= Witzna =

Pre-Columbian Mayan archaeological site in Guatemala

Witzna is a mid-sized archaeological site of the pre-Columbian Maya civilization, situated in the Petén Basin region of what is now northern Guatemala. Inscriptions discovered on site indicate that the city was known to the ancient Mayans as Bahlam Jol. Significant occupancy is dated to the Classic period of Mesoamerican chronology. It is located near the confluence of the Holmul and Ixcán Rivers, near the site of Chanchich II.

The site's main center (dubbed the "Acropolis") contains several palaces (two of which are 2 stories high), stepped-pyramid "temples" and a ballcourt. A sacbe joins this complex with the "Sculptures Complex", to the west. There are 3 stelae and 2 altars.
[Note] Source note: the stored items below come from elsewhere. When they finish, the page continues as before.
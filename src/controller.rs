//! Keyboard and mouse driven movement of a [GameObject].

use crate::input::InputState;
use crate::scene::GameObject;

use cgmath::{InnerSpace, Vector3, Zero};
use serde::Deserialize;
use winit::event::VirtualKeyCode;

use std::f32::consts::PI;

const PITCH_LIMIT: f32 = 1.5;
const MOUSE_SCALE: f32 = 0.1;

/// Keys bound to movement actions.
#[derive(Clone, Debug, PartialEq, Deserialize)]
#[serde(default)]
pub struct KeyMappings {
	pub move_left: VirtualKeyCode,
	pub move_right: VirtualKeyCode,
	pub move_forward: VirtualKeyCode,
	pub move_backward: VirtualKeyCode,
	pub move_up: VirtualKeyCode,
	pub move_down: VirtualKeyCode,

	pub look_left: VirtualKeyCode,
	pub look_right: VirtualKeyCode,
	pub look_up: VirtualKeyCode,
	pub look_down: VirtualKeyCode,
}

impl Default for KeyMappings {
	fn default() -> Self {
		Self {
			move_left: VirtualKeyCode::A,
			move_right: VirtualKeyCode::D,
			move_forward: VirtualKeyCode::W,
			move_backward: VirtualKeyCode::S,
			move_up: VirtualKeyCode::Space,
			move_down: VirtualKeyCode::LShift,

			look_left: VirtualKeyCode::Left,
			look_right: VirtualKeyCode::Right,
			look_up: VirtualKeyCode::Up,
			look_down: VirtualKeyCode::Down,
		}
	}
}

/// First-person style controller.
///
/// Moves an object in the XZ plane relative to its yaw, vertical movement goes along +Y.
#[derive(Clone, Debug)]
pub struct MovementController {
	pub keys: KeyMappings,
	pub move_speed: f32,
	pub look_speed: f32,
	pub sensitivity: f32,
}

impl MovementController {
	pub fn new(keys: KeyMappings, move_speed: f32, look_speed: f32, sensitivity: f32) -> Self {
		Self { keys, move_speed, look_speed, sensitivity }
	}

	/// Apply held look and move keys for a time step of `dt` seconds.
	pub fn move_in_plane_xz(&self, input: &InputState, dt: f32, object: &mut GameObject) {
		let keys = &self.keys;
		let axis = |positive, negative| -> f32 {
			(input.is_pressed(positive) as i32 - input.is_pressed(negative) as i32) as f32
		};

		let rotate = Vector3::new(axis(keys.look_up, keys.look_down), axis(keys.look_right, keys.look_left), 0.0);
		if rotate.magnitude2() > f32::EPSILON {
			object.transform.rotation += self.look_speed * dt * rotate.normalize();
		}
		constrain_rotation(&mut object.transform.rotation);

		let yaw = object.transform.rotation.y;
		let forward = Vector3::new(yaw.sin(), 0.0, yaw.cos());
		let right = Vector3::new(forward.z, 0.0, -forward.x);
		let up = Vector3::new(0.0, 1.0, 0.0);

		let mut direction = Vector3::zero();
		direction += forward * axis(keys.move_forward, keys.move_backward);
		direction += right * axis(keys.move_right, keys.move_left);
		direction += up * axis(keys.move_up, keys.move_down);

		if direction.magnitude2() > f32::EPSILON {
			object.transform.translation += self.move_speed * dt * direction.normalize();
		}
	}

	/// Rotate by the mouse motion accumulated in `input`.
	pub fn look_around(&self, input: &mut InputState, dt: f32, object: &mut GameObject) {
		let (dx, dy) = input.take_mouse_delta();
		if dx != 0.0 || dy != 0.0 {
			let scale = self.sensitivity * MOUSE_SCALE * dt;
			object.transform.rotation.y += scale * dx as f32;
			object.transform.rotation.x -= scale * dy as f32;
		}
		constrain_rotation(&mut object.transform.rotation);
	}
}

/// Clamp pitch so the view never flips and wrap yaw into `[0, 2π)`.
fn constrain_rotation(rotation: &mut Vector3<f32>) {
	rotation.x = rotation.x.max(-PITCH_LIMIT).min(PITCH_LIMIT);
	rotation.y = rotation.y.rem_euclid(2.0 * PI);
	// tiny negative angles round up to a full turn
	if rotation.y >= 2.0 * PI {
		rotation.y = 0.0;
	}
}

#[cfg(test)]
mod tests {
	use super::*;

	use winit::event::ElementState;

	fn controller() -> MovementController {
		MovementController::new(KeyMappings::default(), 3.0, 1.5, 2.0)
	}

	fn close(a: f32, b: f32) -> bool { (a - b).abs() < 1e-5 }

	#[test]
	fn idle_input_leaves_object_in_place() {
		let mut object = GameObject::create();
		let input = InputState::new();
		controller().move_in_plane_xz(&input, 0.5, &mut object);
		assert_eq!(object.transform.translation, Vector3::zero());
		assert_eq!(object.transform.rotation, Vector3::zero());
	}

	#[test]
	fn forward_follows_yaw() {
		let mut object = GameObject::create();
		object.transform.rotation.y = PI / 2.0;
		let mut input = InputState::new();
		input.set_key(VirtualKeyCode::W, ElementState::Pressed);

		controller().move_in_plane_xz(&input, 0.5, &mut object);
		let t = object.transform.translation;
		assert!(close(t.x, 1.5) && close(t.y, 0.0) && close(t.z, 0.0), "{:?}", t);
	}

	#[test]
	fn diagonal_movement_is_normalized() {
		let mut object = GameObject::create();
		let mut input = InputState::new();
		input.set_key(VirtualKeyCode::W, ElementState::Pressed);
		input.set_key(VirtualKeyCode::D, ElementState::Pressed);
		input.set_key(VirtualKeyCode::Space, ElementState::Pressed);

		controller().move_in_plane_xz(&input, 1.0, &mut object);
		let t = object.transform.translation;
		assert!(close(t.magnitude(), 3.0));
		assert!(t.y > 0.0, "up is +Y");
	}

	#[test]
	fn vertical_keys_move_along_y() {
		let mut object = GameObject::create();
		let mut input = InputState::new();
		input.set_key(VirtualKeyCode::Space, ElementState::Pressed);

		controller().move_in_plane_xz(&input, 1.0, &mut object);
		let t = object.transform.translation;
		assert!(close(t.x, 0.0) && close(t.y, 3.0) && close(t.z, 0.0), "{:?}", t);

		input.set_key(VirtualKeyCode::Space, ElementState::Released);
		input.set_key(VirtualKeyCode::LShift, ElementState::Pressed);
		controller().move_in_plane_xz(&input, 0.5, &mut object);
		assert!(close(object.transform.translation.y, 1.5), "{:?}", object.transform.translation);
	}

	#[test]
	fn opposite_keys_cancel() {
		let mut object = GameObject::create();
		let mut input = InputState::new();
		input.set_key(VirtualKeyCode::A, ElementState::Pressed);
		input.set_key(VirtualKeyCode::D, ElementState::Pressed);

		controller().move_in_plane_xz(&input, 1.0, &mut object);
		assert_eq!(object.transform.translation, Vector3::zero());
	}

	#[test]
	fn pitch_is_clamped() {
		let mut object = GameObject::create();
		let mut input = InputState::new();
		input.set_key(VirtualKeyCode::Up, ElementState::Pressed);

		controller().move_in_plane_xz(&input, 10.0, &mut object);
		assert!(close(object.transform.rotation.x, PITCH_LIMIT));

		input.add_mouse_motion(0.0, 1000.0);
		controller().look_around(&mut input, 1.0, &mut object);
		assert!(close(object.transform.rotation.x, -PITCH_LIMIT));
	}

	#[test]
	fn yaw_wraps_into_full_turn() {
		let mut object = GameObject::create();
		let mut input = InputState::new();
		input.set_key(VirtualKeyCode::Left, ElementState::Pressed);

		controller().move_in_plane_xz(&input, 1.0, &mut object);
		let yaw = object.transform.rotation.y;
		assert!(yaw >= 0.0 && yaw < 2.0 * PI);
		assert!(close(yaw, 2.0 * PI - 1.5));
	}

	#[test]
	fn yaw_just_below_zero_wraps_to_zero() {
		let mut object = GameObject::create();
		object.transform.rotation.y = -1e-8;

		controller().look_around(&mut InputState::new(), 0.0, &mut object);
		let yaw = object.transform.rotation.y;
		assert!(yaw >= 0.0 && yaw < 2.0 * PI, "{}", yaw);
	}

	#[test]
	fn mouse_look_consumes_delta() {
		let mut object = GameObject::create();
		let mut input = InputState::new();
		input.add_mouse_motion(10.0, 5.0);

		controller().look_around(&mut input, 0.5, &mut object);
		// sensitivity 2.0 * 0.1 * dt 0.5 = 0.1 per unit of motion
		assert!(close(object.transform.rotation.y, 1.0));
		assert!(close(object.transform.rotation.x, -0.5));
		assert_eq!(input.take_mouse_delta(), (0.0, 0.0));
	}
}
The main residential area is at the eastern side of the site.

Archaeological evidence shows that a large fire destroyed much of the city at the end of the 7th century, which corresponds to a hieroglyphic account in nearby Naranjo describing the burning of a rebellious vassal city named Bahlam Jol dated to 21 May 697 CE. This event caused a significant decline in the population of the city, with many of its inhabitants likely enslaved or taken prisoner by Naranjo. The city was rebuilt during the early 700s CE, though less prominent and more sparsely populated than before. The royal dynasty ruling Bahlam Jol lasted another century after the conflagration, and traces of farming around the city continued for several more centuries after that.